**Task goal:**
The entries are to be returned exactly as written.

**Data for the task:**
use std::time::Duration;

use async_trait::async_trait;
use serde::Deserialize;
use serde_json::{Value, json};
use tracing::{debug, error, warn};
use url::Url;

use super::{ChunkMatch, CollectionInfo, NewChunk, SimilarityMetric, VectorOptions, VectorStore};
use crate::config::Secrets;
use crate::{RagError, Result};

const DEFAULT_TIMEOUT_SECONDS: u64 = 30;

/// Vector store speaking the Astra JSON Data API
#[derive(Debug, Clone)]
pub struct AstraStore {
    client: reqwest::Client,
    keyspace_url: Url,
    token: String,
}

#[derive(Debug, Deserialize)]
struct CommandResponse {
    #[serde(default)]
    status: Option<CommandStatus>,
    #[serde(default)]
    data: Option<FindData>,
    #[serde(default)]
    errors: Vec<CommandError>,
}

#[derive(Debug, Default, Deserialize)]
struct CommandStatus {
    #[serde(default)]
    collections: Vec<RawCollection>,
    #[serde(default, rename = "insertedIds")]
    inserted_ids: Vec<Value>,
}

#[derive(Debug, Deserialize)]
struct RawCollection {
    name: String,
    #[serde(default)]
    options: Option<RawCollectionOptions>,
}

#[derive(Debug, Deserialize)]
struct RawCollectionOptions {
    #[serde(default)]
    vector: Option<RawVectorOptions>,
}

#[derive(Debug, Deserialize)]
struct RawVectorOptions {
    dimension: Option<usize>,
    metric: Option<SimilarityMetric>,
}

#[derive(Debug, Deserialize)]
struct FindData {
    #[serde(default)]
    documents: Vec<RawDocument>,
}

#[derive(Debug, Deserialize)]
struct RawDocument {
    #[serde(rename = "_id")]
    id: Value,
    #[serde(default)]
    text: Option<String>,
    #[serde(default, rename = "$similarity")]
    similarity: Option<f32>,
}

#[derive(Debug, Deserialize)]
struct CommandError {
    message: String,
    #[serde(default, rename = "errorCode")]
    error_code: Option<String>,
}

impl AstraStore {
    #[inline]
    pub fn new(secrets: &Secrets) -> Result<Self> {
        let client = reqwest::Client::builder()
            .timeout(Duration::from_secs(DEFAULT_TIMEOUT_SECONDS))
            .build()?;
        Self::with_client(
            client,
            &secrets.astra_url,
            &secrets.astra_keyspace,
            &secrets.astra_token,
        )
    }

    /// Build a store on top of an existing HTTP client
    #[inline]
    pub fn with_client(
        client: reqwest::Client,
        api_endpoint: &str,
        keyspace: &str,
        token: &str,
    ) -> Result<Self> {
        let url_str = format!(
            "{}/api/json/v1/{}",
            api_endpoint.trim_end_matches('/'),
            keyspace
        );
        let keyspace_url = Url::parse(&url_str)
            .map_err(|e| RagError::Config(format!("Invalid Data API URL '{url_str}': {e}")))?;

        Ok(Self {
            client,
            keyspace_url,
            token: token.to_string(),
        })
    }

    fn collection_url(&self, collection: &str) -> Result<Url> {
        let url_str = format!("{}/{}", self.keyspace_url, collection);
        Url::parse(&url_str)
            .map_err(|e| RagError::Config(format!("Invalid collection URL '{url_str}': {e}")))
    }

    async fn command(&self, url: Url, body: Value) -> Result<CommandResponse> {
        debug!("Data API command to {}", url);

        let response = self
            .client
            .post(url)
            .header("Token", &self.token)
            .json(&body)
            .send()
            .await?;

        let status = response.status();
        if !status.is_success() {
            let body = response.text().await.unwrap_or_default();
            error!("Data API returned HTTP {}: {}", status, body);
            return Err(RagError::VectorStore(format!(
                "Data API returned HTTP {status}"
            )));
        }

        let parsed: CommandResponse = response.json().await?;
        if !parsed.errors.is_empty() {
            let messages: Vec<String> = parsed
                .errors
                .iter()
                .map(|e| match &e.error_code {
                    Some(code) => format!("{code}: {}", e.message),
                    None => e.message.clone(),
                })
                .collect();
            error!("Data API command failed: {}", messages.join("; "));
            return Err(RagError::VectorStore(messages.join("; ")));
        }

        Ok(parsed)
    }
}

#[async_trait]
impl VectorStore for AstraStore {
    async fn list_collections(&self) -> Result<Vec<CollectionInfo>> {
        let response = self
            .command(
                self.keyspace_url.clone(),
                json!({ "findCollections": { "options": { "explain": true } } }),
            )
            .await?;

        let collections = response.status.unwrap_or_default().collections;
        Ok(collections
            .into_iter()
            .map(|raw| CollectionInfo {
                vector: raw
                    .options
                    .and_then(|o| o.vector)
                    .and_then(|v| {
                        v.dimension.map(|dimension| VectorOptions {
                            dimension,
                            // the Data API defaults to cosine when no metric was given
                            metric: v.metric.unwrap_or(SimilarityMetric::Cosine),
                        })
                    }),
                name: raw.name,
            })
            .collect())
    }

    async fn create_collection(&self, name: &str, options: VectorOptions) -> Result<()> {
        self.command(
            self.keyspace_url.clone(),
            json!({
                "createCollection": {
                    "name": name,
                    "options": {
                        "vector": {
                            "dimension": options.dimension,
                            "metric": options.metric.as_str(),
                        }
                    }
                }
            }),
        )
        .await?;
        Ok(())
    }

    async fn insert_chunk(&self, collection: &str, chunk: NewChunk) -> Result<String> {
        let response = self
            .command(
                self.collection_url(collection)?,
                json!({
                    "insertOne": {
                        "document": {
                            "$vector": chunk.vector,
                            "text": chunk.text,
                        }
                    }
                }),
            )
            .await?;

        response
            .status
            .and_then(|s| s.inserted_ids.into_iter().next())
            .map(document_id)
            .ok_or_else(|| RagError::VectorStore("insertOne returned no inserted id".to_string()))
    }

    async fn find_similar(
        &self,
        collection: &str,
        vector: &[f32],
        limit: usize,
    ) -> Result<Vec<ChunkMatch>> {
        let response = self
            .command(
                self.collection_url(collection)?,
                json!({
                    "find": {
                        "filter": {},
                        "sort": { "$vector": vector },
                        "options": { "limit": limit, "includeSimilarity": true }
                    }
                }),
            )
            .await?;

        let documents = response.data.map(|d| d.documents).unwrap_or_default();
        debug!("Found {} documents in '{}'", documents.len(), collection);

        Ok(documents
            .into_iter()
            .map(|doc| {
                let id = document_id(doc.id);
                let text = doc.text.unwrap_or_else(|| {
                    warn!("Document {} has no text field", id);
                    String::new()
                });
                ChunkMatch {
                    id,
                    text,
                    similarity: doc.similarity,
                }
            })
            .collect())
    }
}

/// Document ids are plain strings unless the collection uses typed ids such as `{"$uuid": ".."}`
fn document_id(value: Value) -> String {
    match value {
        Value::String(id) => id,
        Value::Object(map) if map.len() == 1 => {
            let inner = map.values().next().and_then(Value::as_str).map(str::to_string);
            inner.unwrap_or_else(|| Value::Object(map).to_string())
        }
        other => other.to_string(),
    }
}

**Solution for this problem:**
use std::time::Duration;

use async_trait::async_trait;
use serde::Deserialize;
use serde_json::{Value, json};
use tracing::{debug, error, warn};
use url::Url;

use super::{ChunkMatch, CollectionInfo, NewChunk, SimilarityMetric, VectorOptions, VectorStore};
use crate::config::Secrets;
use crate::{RagError, Result};

const DEFAULT_TIMEOUT_SECONDS: u64 = 30;

/// Vector store speaking the Astra JSON Data API
#[derive(Debug, Clone)]
pub struct AstraStore {
    client: reqwest::Client,
    keyspace_url: Url,
    token: String,
}

#[derive(Debug, Deserialize)]
struct CommandResponse {
    #[serde(default)]
    status: Option<CommandStatus>,
    #[serde(default)]
    data: Option<FindData>,
    #[serde(default)]
    errors: Vec<CommandError>,
}

#[derive(Debug, Default, Deserialize)]
struct CommandStatus {
    #[serde(default)]
    collections: Vec<RawCollection>,
    #[serde(default, rename = "insertedIds")]
    inserted_ids: Vec<Value>,
}

#[derive(Debug, Deserialize)]
struct RawCollection {
    name: String,
    #[serde(default)]
    options: Option<RawCollectionOptions>,
}

#[derive(Debug, Deserialize)]
struct RawCollectionOptions {
    #[serde(default)]
    vector: Option<RawVectorOptions>,
}

#[derive(Debug, Deserialize)]
struct RawVectorOptions {
    dimension: Option<usize>,
    metric: Option<SimilarityMetric>,
}

#[derive(Debug, Deserialize)]
struct FindData {
    #[serde(default)]
    documents: Vec<RawDocument>,
}

#[derive(Debug, Deserialize)]
struct RawDocument {
    #[serde(rename = "_id")]
    id: Value,
    #[serde(default)]
    text: Option<String>,
    #[serde(default, rename = "$similarity")]
    similarity: Option<f32>,
}

#[derive(Debug, Deserialize)]
struct CommandError {
    message: String,
    #[serde(default, rename = "errorCode")]
    error_code: Option<String>,
}

impl AstraStore {
    #[inline]
    pub fn new(secrets: &Secrets) -> Result<Self> {
        let client = reqwest::Client::builder()
            .timeout(Duration::from_secs(DEFAULT_TIMEOUT_SECONDS))
            .build()?;
        Self::with_client(
            client,
            &secrets.astra_url,
            &secrets.astra_keyspace,
            &secrets.astra_token,
        )
    }

    /// Build a store on top of an existing HTTP client
    #[inline]
    pub fn with_client(
        client: reqwest::Client,
        api_endpoint: &str,
        keyspace: &str,
        token: &str,
    ) -> Result<Self> {
        let url_str = format!(
            "{}/api/json/v1/{}",
            api_endpoint.trim_end_matches('/'),
            keyspace
        );
        let keyspace_url = Url::parse(&url_str)
            .map_err(|e| RagError::Config(format!("Invalid Data API URL '{url_str}': {e}")))?;

        Ok(Self {
            client,
            keyspace_url,
            token: token.to_string(),
        })
    }

    fn collection_url(&self, collection: &str) -> Result<Url> {
        let url_str = format!("{}/{}", self.keyspace_url, collection);
        Url::parse(&url_str)
            .map_err(|e| RagError::Config(format!("Invalid collection URL '{url_str}': {e}")))
    }

    async fn command(&self, url: Url, body: Value) -> Result<CommandResponse> {
        debug!("Data API command to {}", url);

        let response = self
            .client
            .post(url)
            .header("Token", &self.token)
            .json(&body)
            .send()
            .await?;

        let status = response.status();
        if !status.is_success() {
            let body = response.text().await.unwrap_or_default();
            error!("Data API returned HTTP {}: {}", status, body);
            return Err(RagError::VectorStore(format!(
                "Data API returned HTTP {status}"
            )));
        }

        let parsed: CommandResponse = response.json().await?;
        if !parsed.errors.is_empty() {
            let messages: Vec<String> = parsed
                .errors
                .iter()
                .map(|e| match &e.error_code {
                    Some(code) => format!("{code}: {}", e.message),
                    None => e.message.clone(),
                })
                .collect();
            error!("Data API command failed: {}", messages.join("; "));
            return Err(RagError::VectorStore(messages.join("; ")));
        }

        Ok(parsed)
    }
}

#[async_trait]
impl VectorStore for AstraStore {
    async fn list_collections(&self) -> Result<Vec<CollectionInfo>> {
        let response = self
            .command(
                self.keyspace_url.clone(),
                json!({ "findCollections": { "options": { "explain": true } } }),
            )
            .await?;

        let collections = response.status.unwrap_or_default().collections;
        Ok(collections
            .into_iter()
            .map(|raw| CollectionInfo {
                vector: raw
                    .options
                    .and_then(|o| o.vector)
                    .and_then(|v| {
                        v.dimension.map(|dimension| VectorOptions {
                            dimension,
                            // the Data API defaults to cosine when no metric was given
                            metric: v.metric.unwrap_or(SimilarityMetric::Cosine),
                        })
                    }),
                name: raw.name,
            })
            .collect())
    }

    async fn create_collection(&self, name: &str, options: VectorOptions) -> Result<()> {
        self.command(
            self.keyspace_url.clone(),
            json!({
                "createCollection": {
                    "name": name,
                    "options": {
                        "vector": {
                            "dimension": options.dimension,
                            "metric": options.metric.as_str(),
                        }
                    }
                }
            }),
        )
        .await?;
        Ok(())
    }

    async fn insert_chunk(&self, collection: &str, chunk: NewChunk) -> Result<String> {
        let response = self
            .command(
                self.collection_url(collection)?,
                json!({
                    "insertOne": {
                        "document": {
                            "$vector": chunk.vector,
                            "text": chunk.text,
                        }
                    }
                }),
            )
            .await?;

        response
            .status
            .and_then(|s| s.inserted_ids.into_iter().next())
            .map(document_id)
            .ok_or_else(|| RagError::VectorStore("insertOne returned no inserted id".to_string()))
    }

    async fn find_similar(
        &self,
        collection: &str,
        vector: &[f32],
        limit: usize,
    ) -> Result<Vec<ChunkMatch>> {
        let response = self
            .command(
                self.collection_url(collection)?,
                json!({
                    "find": {
                        "filter": {},
                        "sort": { "$vector": vector },
                        "options": { "limit": limit, "includeSimilarity": true }
                    }
                }),
            )
            .await?;

        let documents = response.data.map(|d| d.documents).unwrap_or_default();
        debug!("Found {} documents in '{}'", documents.len(), collection);

        Ok(documents
            .into_iter()
            .map(|doc| {
                let id = document_id(doc.id);
                let text = doc.text.unwrap_or_else(|| {
                    warn!("Document {} has no text field", id);
                    String::new()
                });
                ChunkMatch {
                    id,
                    text,
                    similarity: doc.similarity,
                }
            })
            .collect())
    }
}

/// Document ids are plain strings unless the collection uses typed ids such as `{"$uuid": ".."}`
fn document_id(value: Value) -> String {
    match value {
        Value::String(id) => id,
        Value::Object(map) if map.len() == 1 => {
            let inner = map.values().next().and_then(Value::as_str).map(str::to_string);
            inner.unwrap_or_else(|| Value::Object(map).to_string())
        }
        other => other.to_string(),
    }
}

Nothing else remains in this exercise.